La vera causa dell’obesità è la genetica
Il punto, spiegano gli esperti, è che la narrazione è spesso troppo semplificata. Mikko Watanabe, docente alla Sapienza, sottolinea che attività fisica e alimentazione rappresentano solo la punta dell’iceberg. Sotto si trova una complessa rete di fattori genetici, metabolici, sociali e ambientali. La genetica, da sola, può spiegare tra il 40 e il 70% della predisposizione, spiega Edoardo Moncini, medico chirurgo specialista all’Università E-Campus. Il resto dipende dal contesto in cui una persona vive, che influisce su alimentazione, accesso al cibo sano, tempo disponibile e possibilità economiche.

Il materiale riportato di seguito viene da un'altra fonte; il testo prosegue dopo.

//! Reference term content filter

/// Counts reference terms occurring in text
///
/// Matching is case-insensitive substring search; terms are only case folded.
#[derive(Debug, Clone, Default)]
pub struct ContentFilter {
    terms: Vec<String>,
}

impl ContentFilter {
    /// Create filter from reference terms
    ///
    /// Empty terms are dropped, since they would match any text.
    #[must_use]
    pub fn new<I, S>(terms: I) -> Self
    where
        I: IntoIterator<Item = S>,
        S: AsRef<str>,
    {
        Self {
            terms: terms
                .into_iter()
                .map(|t| t.as_ref().to_lowercase())
                .filter(|t| !t.is_empty())
                .collect(),
        }
    }

    /// Terms found in `text`
    #[must_use]
    pub fn matches<'a>(&'a self, text: &str) -> Vec<&'a str> {
        let haystack = text.to_lowercase();
        self.terms
            .iter()
            .filter(|term| haystack.contains(term.as_str()))
            .map(String::as_str)
            .collect()
    }

    /// Number of reference terms found in `text`
    #[must_use]
    pub fn score(&self, text: &str) -> usize {
        self.matches(text).len()
    }

    /// Whether `text` must be refused
    #[must_use]
    pub fn is_rejected(&self, text: &str) -> bool {
        let found = self.matches(text);
        if !found.is_empty() {
            tracing::info!(terms = %found.join(", "), "content filter triggered");
        }
        !found.is_empty()
    }

    /// Number of reference terms
    #[inline]
    #[must_use]
    pub fn len(&self) -> usize {
        self.terms.len()
    }

    /// Whether there are no reference terms
    #[inline]
    #[must_use]
    pub fn is_empty(&self) -> bool {
        self.terms.is_empty()
    }
}
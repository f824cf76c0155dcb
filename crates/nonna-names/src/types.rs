//! Name list data model

use serde::{Deserialize, Serialize};
use std::sync::Arc;

/// One scraped table row
#[derive(Debug, Clone, PartialEq, Eq, Serialize, Deserialize)]
pub struct RawEntry {
    /// Row title, possibly carrying alternates and footnote markers
    pub text: String,
    /// First link found in the row
    pub url: String,
}

impl RawEntry {
    /// Create new raw entry
    #[inline]
    #[must_use]
    pub fn new(text: impl Into<String>, url: impl Into<String>) -> Self {
        Self {
            text: text.into(),
            url: url.into(),
        }
    }
}

/// Cleaned name: trimmed, no footnote markers, no parentheses, no leading `or `.
///
/// Only produced by [`crate::normalize::clean`], so every value upholds the
/// cleanup invariants.
#[derive(Debug, Clone, PartialEq, Eq, Hash, PartialOrd, Ord, Serialize, Deserialize)]
#[serde(transparent)]
pub struct CanonicalName(String);

impl CanonicalName {
    pub(crate) fn new_unchecked(value: String) -> Self {
        Self(value)
    }

    /// Borrow as string slice
    #[inline]
    #[must_use]
    pub fn as_str(&self) -> &str {
        &self.0
    }

    /// Unwrap into the owned string
    #[inline]
    #[must_use]
    pub fn into_inner(self) -> String {
        self.0
    }
}

impl AsRef<str> for CanonicalName {
    fn as_ref(&self) -> &str {
        &self.0
    }
}

impl std::fmt::Display for CanonicalName {
    fn fmt(&self, f: &mut std::fmt::Formatter<'_>) -> std::fmt::Result {
        f.write_str(&self.0)
    }
}

/// Identified, immutable collection of names
///
/// Cheap to clone; the names live behind an `Arc`. Duplicates are allowed.
#[derive(Debug, Clone, PartialEq, Eq)]
pub struct CanonicalNameSet {
    id: String,
    names: Arc<[String]>,
}

impl CanonicalNameSet {
    /// Build a set from any sequence of names
    #[must_use]
    pub fn new<I, S>(id: impl Into<String>, names: I) -> Self
    where
        I: IntoIterator<Item = S>,
        S: Into<String>,
    {
        Self {
            id: id.into(),
            names: names.into_iter().map(Into::into).collect(),
        }
    }

    /// Build a set from normalizer output
    #[must_use]
    pub fn from_canonical(id: impl Into<String>, names: Vec<CanonicalName>) -> Self {
        Self::new(id, names.into_iter().map(CanonicalName::into_inner))
    }

    /// Set identifier
    #[inline]
    #[must_use]
    pub fn id(&self) -> &str {
        &self.id
    }

    /// Names in insertion order
    #[inline]
    #[must_use]
    pub fn names(&self) -> &[String] {
        &self.names
    }

    /// Number of names (duplicates included)
    #[inline]
    #[must_use]
    pub fn len(&self) -> usize {
        self.names.len()
    }

    /// Whether the set holds no names
    #[inline]
    #[must_use]
    pub fn is_empty(&self) -> bool {
        self.names.is_empty()
    }
}

#[cfg(test)]
mod tests {
    use super::*;

    #[test]
    fn name_set_keeps_duplicates_and_order() {
        let set = CanonicalNameSet::new("pastas", ["Gnocchi", "Anelli", "Gnocchi"]);
        assert_eq!(set.id(), "pastas");
        assert_eq!(set.len(), 3);
        assert_eq!(set.names()[2], "Gnocchi");
    }

    #[test]
    fn canonical_name_serializes_as_plain_string() {
        let name = CanonicalName::new_unchecked("Penne".to_string());
        assert_eq!(serde_json::to_string(&name).unwrap(), "\"Penne\"");
    }
}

Questa complessità emerge ancora di più osservando cosa accade dopo la perdita di peso. Circa l’80% delle persone che dimagriscono attraverso interventi sullo stile di vita tende a recuperare il peso perso entro pochi anni. Il motivo non è solo comportamentale, ma anche biologico. Il corpo, infatti, reagisce alla perdita di peso attivando meccanismi di compensazione: rallenta il metabolismo per risparmiare energia, aumenta gli ormoni della fame e riduce la sensazione di sazietà. In questo modo, l’organismo tende a riportarsi verso il peso precedente. Come spiega Watanabe, «a volte servono fino a 10 anni per modificare il metabolismo».